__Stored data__
**********

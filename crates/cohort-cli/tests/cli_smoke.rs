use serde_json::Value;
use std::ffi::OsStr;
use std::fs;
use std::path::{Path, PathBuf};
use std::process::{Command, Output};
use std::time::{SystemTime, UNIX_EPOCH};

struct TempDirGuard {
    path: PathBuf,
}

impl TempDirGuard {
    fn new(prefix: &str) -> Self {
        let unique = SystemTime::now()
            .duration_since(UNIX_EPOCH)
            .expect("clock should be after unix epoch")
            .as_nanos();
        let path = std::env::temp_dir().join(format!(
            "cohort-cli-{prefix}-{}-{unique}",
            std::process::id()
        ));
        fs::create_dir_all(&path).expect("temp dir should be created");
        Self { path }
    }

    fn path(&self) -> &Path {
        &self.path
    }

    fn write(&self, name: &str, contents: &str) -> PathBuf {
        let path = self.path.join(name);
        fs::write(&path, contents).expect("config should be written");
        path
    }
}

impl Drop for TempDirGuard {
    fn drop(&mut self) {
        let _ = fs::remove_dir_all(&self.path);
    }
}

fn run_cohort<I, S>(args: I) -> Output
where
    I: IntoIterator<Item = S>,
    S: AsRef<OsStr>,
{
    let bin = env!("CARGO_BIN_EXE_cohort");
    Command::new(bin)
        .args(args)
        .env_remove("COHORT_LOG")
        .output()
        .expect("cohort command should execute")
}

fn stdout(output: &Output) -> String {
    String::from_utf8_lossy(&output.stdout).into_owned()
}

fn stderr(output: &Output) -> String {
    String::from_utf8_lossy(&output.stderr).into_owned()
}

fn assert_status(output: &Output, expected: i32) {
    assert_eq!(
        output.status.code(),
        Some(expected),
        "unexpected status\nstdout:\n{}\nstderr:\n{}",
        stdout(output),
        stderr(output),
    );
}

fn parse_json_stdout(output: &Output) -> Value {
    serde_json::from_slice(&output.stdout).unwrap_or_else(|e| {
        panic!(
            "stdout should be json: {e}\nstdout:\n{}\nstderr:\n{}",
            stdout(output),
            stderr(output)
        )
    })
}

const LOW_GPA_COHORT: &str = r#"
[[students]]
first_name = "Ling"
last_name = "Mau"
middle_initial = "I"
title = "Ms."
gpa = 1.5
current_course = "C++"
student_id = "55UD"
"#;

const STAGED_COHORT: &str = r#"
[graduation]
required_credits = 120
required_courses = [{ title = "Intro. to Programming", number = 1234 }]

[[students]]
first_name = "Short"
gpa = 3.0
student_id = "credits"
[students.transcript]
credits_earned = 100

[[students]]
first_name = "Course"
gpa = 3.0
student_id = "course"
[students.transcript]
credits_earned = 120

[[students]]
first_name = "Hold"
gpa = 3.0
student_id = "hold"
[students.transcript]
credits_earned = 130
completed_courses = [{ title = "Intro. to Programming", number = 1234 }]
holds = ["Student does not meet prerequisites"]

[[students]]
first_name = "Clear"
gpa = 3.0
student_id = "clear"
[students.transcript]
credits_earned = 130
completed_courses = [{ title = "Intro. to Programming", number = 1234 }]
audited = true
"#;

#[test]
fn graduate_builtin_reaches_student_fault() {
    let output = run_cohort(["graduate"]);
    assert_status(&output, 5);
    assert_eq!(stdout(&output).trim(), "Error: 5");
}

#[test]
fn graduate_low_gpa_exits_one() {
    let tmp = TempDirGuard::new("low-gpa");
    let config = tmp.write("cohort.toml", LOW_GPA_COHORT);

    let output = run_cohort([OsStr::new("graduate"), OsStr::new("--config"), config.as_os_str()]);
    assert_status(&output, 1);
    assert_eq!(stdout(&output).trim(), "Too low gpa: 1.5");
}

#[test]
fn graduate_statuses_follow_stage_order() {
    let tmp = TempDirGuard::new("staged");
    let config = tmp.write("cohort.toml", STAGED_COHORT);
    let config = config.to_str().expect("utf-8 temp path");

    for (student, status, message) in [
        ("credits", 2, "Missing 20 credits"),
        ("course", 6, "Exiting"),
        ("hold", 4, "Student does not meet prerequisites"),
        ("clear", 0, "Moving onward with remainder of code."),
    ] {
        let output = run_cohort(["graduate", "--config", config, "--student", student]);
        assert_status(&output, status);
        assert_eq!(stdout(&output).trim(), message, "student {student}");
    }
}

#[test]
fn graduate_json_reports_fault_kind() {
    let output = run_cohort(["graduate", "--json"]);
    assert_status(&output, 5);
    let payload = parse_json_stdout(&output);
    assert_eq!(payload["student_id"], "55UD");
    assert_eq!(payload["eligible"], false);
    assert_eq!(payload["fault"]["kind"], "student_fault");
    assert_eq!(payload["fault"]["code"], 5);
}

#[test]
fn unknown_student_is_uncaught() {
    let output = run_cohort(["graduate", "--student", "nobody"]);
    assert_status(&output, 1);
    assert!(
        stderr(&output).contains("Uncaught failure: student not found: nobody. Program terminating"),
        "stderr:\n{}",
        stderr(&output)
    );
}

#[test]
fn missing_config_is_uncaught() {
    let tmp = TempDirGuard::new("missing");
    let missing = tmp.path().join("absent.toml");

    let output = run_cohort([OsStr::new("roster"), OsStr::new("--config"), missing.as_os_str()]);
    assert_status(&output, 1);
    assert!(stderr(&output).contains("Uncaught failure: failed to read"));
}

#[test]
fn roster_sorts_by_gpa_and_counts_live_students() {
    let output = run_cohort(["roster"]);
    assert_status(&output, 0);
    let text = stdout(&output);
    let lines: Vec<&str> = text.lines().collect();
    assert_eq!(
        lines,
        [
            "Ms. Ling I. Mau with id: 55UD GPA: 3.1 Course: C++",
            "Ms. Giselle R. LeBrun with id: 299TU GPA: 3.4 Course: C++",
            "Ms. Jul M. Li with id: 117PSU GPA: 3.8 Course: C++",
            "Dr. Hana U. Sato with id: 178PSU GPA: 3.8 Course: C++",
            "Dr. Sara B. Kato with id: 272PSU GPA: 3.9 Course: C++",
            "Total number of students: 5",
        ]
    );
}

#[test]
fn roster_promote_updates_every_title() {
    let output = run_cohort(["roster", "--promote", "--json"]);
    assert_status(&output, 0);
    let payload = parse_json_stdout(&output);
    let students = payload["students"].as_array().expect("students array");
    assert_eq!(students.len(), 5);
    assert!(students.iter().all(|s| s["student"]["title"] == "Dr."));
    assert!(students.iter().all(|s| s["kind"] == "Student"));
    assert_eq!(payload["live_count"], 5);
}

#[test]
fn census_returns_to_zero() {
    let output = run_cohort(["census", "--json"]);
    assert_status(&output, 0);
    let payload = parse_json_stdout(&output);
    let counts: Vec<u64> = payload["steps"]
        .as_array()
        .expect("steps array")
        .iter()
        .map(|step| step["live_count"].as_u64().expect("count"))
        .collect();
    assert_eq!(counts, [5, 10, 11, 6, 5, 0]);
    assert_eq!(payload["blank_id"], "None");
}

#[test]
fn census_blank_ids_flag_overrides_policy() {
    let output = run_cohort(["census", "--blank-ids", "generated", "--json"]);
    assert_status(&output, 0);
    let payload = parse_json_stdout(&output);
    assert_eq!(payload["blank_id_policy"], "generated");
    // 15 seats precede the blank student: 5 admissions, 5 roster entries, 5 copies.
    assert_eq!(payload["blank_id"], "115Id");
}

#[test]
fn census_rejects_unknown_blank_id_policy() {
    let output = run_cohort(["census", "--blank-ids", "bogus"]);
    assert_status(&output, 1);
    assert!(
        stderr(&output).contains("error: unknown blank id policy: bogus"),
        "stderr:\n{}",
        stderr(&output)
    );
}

**********

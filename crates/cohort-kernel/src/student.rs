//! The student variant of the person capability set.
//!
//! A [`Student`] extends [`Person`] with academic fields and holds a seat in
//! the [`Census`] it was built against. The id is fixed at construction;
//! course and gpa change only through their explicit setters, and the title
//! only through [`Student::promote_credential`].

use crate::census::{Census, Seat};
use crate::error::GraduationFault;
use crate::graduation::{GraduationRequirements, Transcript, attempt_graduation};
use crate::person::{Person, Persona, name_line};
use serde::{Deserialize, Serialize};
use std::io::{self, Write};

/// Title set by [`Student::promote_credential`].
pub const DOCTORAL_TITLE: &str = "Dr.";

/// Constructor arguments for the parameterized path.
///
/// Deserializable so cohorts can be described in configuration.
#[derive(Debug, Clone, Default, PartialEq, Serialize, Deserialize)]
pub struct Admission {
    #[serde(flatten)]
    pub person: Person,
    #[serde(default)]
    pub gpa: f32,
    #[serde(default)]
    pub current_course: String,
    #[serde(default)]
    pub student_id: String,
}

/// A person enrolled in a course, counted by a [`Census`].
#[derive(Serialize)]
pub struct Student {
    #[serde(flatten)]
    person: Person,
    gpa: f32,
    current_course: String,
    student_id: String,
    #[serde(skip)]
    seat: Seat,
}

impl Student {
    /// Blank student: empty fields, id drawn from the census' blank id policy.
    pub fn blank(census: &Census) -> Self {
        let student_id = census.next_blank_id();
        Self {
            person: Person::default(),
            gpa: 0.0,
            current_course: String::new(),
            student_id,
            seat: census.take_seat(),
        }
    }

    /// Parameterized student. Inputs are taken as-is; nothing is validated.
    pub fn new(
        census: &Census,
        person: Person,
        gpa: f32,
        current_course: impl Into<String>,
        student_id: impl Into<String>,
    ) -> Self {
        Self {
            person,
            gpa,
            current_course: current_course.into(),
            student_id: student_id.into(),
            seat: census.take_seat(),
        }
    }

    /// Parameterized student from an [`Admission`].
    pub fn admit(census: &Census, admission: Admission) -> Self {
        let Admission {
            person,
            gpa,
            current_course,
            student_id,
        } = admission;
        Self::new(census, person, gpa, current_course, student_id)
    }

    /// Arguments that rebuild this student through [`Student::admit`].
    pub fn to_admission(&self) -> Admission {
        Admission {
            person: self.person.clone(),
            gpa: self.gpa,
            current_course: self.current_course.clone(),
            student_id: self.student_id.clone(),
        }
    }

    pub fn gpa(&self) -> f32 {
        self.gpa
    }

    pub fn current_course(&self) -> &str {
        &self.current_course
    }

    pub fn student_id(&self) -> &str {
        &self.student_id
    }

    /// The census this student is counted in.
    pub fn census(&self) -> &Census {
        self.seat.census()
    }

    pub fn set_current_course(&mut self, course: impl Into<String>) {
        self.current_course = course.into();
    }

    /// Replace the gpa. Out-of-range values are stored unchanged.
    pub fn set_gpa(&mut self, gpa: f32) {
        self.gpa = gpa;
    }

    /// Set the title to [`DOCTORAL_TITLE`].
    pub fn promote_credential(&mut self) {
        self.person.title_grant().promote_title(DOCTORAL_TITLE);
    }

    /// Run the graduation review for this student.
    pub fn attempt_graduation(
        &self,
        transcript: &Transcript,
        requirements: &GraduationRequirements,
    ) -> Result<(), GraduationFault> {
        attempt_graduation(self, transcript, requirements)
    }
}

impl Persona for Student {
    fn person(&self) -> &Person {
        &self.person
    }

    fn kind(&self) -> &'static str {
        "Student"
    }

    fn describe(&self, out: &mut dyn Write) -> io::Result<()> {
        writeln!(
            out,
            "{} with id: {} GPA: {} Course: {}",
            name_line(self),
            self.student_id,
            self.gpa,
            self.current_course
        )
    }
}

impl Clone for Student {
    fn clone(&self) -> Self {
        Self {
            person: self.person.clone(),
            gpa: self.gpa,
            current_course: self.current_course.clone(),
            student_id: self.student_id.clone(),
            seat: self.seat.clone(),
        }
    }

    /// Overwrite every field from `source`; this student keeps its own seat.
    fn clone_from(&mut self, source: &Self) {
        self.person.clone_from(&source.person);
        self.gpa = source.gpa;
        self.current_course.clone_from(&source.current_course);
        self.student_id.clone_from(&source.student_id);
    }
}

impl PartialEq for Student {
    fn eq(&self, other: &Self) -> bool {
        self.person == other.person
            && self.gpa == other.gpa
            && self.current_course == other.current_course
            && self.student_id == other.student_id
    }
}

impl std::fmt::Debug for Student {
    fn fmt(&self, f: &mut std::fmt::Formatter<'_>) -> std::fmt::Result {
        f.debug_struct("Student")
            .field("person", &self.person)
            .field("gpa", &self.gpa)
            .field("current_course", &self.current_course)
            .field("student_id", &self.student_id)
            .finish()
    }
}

**********

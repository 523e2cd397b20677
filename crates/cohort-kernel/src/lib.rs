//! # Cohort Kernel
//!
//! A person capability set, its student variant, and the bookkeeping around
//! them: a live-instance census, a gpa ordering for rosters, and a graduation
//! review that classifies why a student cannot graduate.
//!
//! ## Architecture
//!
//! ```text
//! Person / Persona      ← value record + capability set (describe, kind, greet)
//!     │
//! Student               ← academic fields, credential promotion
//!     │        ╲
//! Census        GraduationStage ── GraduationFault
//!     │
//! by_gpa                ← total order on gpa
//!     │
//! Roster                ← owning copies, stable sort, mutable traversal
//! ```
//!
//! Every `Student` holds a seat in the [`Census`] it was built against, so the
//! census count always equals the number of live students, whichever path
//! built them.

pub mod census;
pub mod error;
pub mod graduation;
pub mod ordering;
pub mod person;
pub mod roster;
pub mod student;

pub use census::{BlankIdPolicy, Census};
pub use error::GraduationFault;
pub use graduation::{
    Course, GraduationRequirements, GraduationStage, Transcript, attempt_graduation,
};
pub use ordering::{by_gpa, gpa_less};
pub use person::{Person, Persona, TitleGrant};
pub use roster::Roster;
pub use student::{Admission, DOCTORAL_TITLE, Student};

**********

__EXERCISE BRIEF__
Starting at the line that has "filename crates/cohort-cli/tests/cli_smoke.rs" and ending at the line that has "fn stderr(output: &Output)", please write out the lines above exactly, leaving out all others.

__RESPONSE AREA__
filename crates/cohort-cli/tests/cli_smoke.rs
use serde_json::Value;
use std::ffi::OsStr;
use std::fs;
use std::path::{Path, PathBuf};
use std::process::{Command, Output};
use std::time::{SystemTime, UNIX_EPOCH};

struct TempDirGuard {
    path: PathBuf,
}

impl TempDirGuard {
    fn new(prefix: &str) -> Self {
        let unique = SystemTime::now()
            .duration_since(UNIX_EPOCH)
            .expect("clock should be after unix epoch")
            .as_nanos();
        let path = std::env::temp_dir().join(format!(
            "cohort-cli-{prefix}-{}-{unique}",
            std::process::id()
        ));
        fs::create_dir_all(&path).expect("temp dir should be created");
        Self { path }
    }

    fn path(&self) -> &Path {
        &self.path
    }

    fn write(&self, name: &str, contents: &str) -> PathBuf {
        let path = self.path.join(name);
        fs::write(&path, contents).expect("config should be written");
        path
    }
}

impl Drop for TempDirGuard {
    fn drop(&mut self) {
        let _ = fs::remove_dir_all(&self.path);
    }
}

fn run_cohort<I, S>(args: I) -> Output
where
    I: IntoIterator<Item = S>,
    S: AsRef<OsStr>,
{
    let bin = env!("CARGO_BIN_EXE_cohort");
    Command::new(bin)
        .args(args)
        .env_remove("COHORT_LOG")
        .output()
        .expect("cohort command should execute")
}

fn stdout(output: &Output) -> String {
    String::from_utf8_lossy(&output.stdout).into_owned()
}

fn stderr(output: &Output) -> String {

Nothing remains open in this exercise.